Assignment: Word for word, repeat every entry that appears below.
::::::::
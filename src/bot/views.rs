//! User-facing texts and keyboards.

use super::callback::CallbackLinks;
use crate::media::MediaKind;
use reqwest::Url;
use teloxide::types::{InlineKeyboardButton, InlineKeyboardMarkup};

/// Label of the developer contact button
pub const DEVELOPER_BUTTON: &str = "Developer @DEWENI2";

/// Trait for media bot view rendering
pub trait MediaView {
    /// Reply to `/start`
    fn welcome_message() -> &'static str;

    /// Reply to `/help`
    fn help_message() -> &'static str;

    /// Status posted as soon as a link is spotted
    fn link_found() -> &'static str;

    /// Usage hint for a search command sent without a query
    fn usage(kind: MediaKind) -> &'static str;

    /// Status text when probing a detected link fails
    fn probe_failed(error: &str) -> String;

    /// Alert shown for a button whose link is gone
    fn button_expired() -> &'static str;
}

/// Default English implementation of `MediaView`
pub struct DefaultMediaView;

impl MediaView for DefaultMediaView {
    fn welcome_message() -> &'static str {
        "👋 <b>Hi!</b>\n\n\
         Send me a YouTube link and pick audio or video.\n\
         Or search directly:\n\
         • <code>/song shape of you</code>\n\
         • <code>/video never gonna give you up</code>"
    }

    fn help_message() -> &'static str {
        "<b>Commands</b>\n\
         /song &lt;query&gt; — download audio (mp3)\n\
         /video &lt;query&gt; — download video (mp4)\n\n\
         <code>!song</code> and <code>!video</code> work too.\n\
         Any message with a YouTube link gets Download Audio / Download Video buttons."
    }

    fn link_found() -> &'static str {
        "🔎 Found YouTube link — fetching info..."
    }

    fn usage(kind: MediaKind) -> &'static str {
        match kind {
            MediaKind::Audio => {
                "❌ Please provide a song name.\nUsage: <code>/song shape of you</code>"
            }
            MediaKind::Video => {
                "❌ Please provide a video name.\nUsage: <code>/video &lt;name&gt;</code>"
            }
        }
    }

    fn probe_failed(error: &str) -> String {
        format!(
            "⚠️ Failed to fetch info: {}",
            html_escape::encode_text(error)
        )
    }

    fn button_expired() -> &'static str {
        "This button has expired, please send the link again."
    }
}

fn developer_row(developer_url: &str) -> Option<Vec<InlineKeyboardButton>> {
    Url::parse(developer_url)
        .ok()
        .map(|url| vec![InlineKeyboardButton::url(DEVELOPER_BUTTON, url)])
}

/// Keyboard with only the developer contact button.
///
/// `None` when the configured URL does not parse.
#[must_use]
pub fn developer_keyboard(developer_url: &str) -> Option<InlineKeyboardMarkup> {
    developer_row(developer_url).map(|row| InlineKeyboardMarkup::new(vec![row]))
}

/// Audio/video choice keyboard for a detected link.
pub async fn action_keyboard(
    links: &CallbackLinks,
    link: &str,
    developer_url: &str,
) -> InlineKeyboardMarkup {
    let audio = links.encode(MediaKind::Audio, link).await;
    let video = links.encode(MediaKind::Video, link).await;

    let mut rows = vec![vec![
        InlineKeyboardButton::callback("📥 Download Audio", audio),
        InlineKeyboardButton::callback("🎬 Download Video", video),
    ]];
    rows.extend(developer_row(developer_url));
    InlineKeyboardMarkup::new(rows)
}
::::::::
Answer section:
filename src/bot/views.rs
//! User-facing texts and keyboards.

use super::callback::CallbackLinks;
use crate::media::MediaKind;
use reqwest::Url;
use teloxide::types::{InlineKeyboardButton, InlineKeyboardMarkup};

/// Label of the developer contact button
pub const DEVELOPER_BUTTON: &str = "Developer @DEWENI2";

/// Trait for media bot view rendering
pub trait MediaView {
    /// Reply to `/start`
    fn welcome_message() -> &'static str;

    /// Reply to `/help`
    fn help_message() -> &'static str;

    /// Status posted as soon as a link is spotted
    fn link_found() -> &'static str;

    /// Usage hint for a search command sent without a query
    fn usage(kind: MediaKind) -> &'static str;

    /// Status text when probing a detected link fails
    fn probe_failed(error: &str) -> String;

    /// Alert shown for a button whose link is gone
    fn button_expired() -> &'static str;
}

/// Default English implementation of `MediaView`
pub struct DefaultMediaView;

impl MediaView for DefaultMediaView {
    fn welcome_message() -> &'static str {
        "👋 <b>Hi!</b>\n\n\
         Send me a YouTube link and pick audio or video.\n\
         Or search directly:\n\
         • <code>/song shape of you</code>\n\
         • <code>/video never gonna give you up</code>"
    }

    fn help_message() -> &'static str {
        "<b>Commands</b>\n\
         /song &lt;query&gt; — download audio (mp3)\n\
         /video &lt;query&gt; — download video (mp4)\n\n\
         <code>!song</code> and <code>!video</code> work too.\n\
         Any message with a YouTube link gets Download Audio / Download Video buttons."
    }

    fn link_found() -> &'static str {
        "🔎 Found YouTube link — fetching info..."
    }

    fn usage(kind: MediaKind) -> &'static str {
        match kind {
            MediaKind::Audio => {
                "❌ Please provide a song name.\nUsage: <code>/song shape of you</code>"
            }
            MediaKind::Video => {
                "❌ Please provide a video name.\nUsage: <code>/video &lt;name&gt;</code>"
            }
        }
    }

    fn probe_failed(error: &str) -> String {
        format!(
            "⚠️ Failed to fetch info: {}",
            html_escape::encode_text(error)
        )
    }

    fn button_expired() -> &'static str {
        "This button has expired, please send the link again."
    }
}

fn developer_row(developer_url: &str) -> Option<Vec<InlineKeyboardButton>> {
    Url::parse(developer_url)
        .ok()
        .map(|url| vec![InlineKeyboardButton::url(DEVELOPER_BUTTON, url)])
}

/// Keyboard with only the developer contact button.
///
/// `None` when the configured URL does not parse.
#[must_use]
pub fn developer_keyboard(developer_url: &str) -> Option<InlineKeyboardMarkup> {
    developer_row(developer_url).map(|row| InlineKeyboardMarkup::new(vec![row]))
}

/// Audio/video choice keyboard for a detected link.
pub async fn action_keyboard(
    links: &CallbackLinks,
    link: &str,
    developer_url: &str,
) -> InlineKeyboardMarkup {
    let audio = links.encode(MediaKind::Audio, link).await;
    let video = links.encode(MediaKind::Video, link).await;

    let mut rows = vec![vec![
        InlineKeyboardButton::callback("📥 Download Audio", audio),
        InlineKeyboardButton::callback("🎬 Download Video", video),
    ]];
    rows.extend(developer_row(developer_url));
    InlineKeyboardMarkup::new(rows)
}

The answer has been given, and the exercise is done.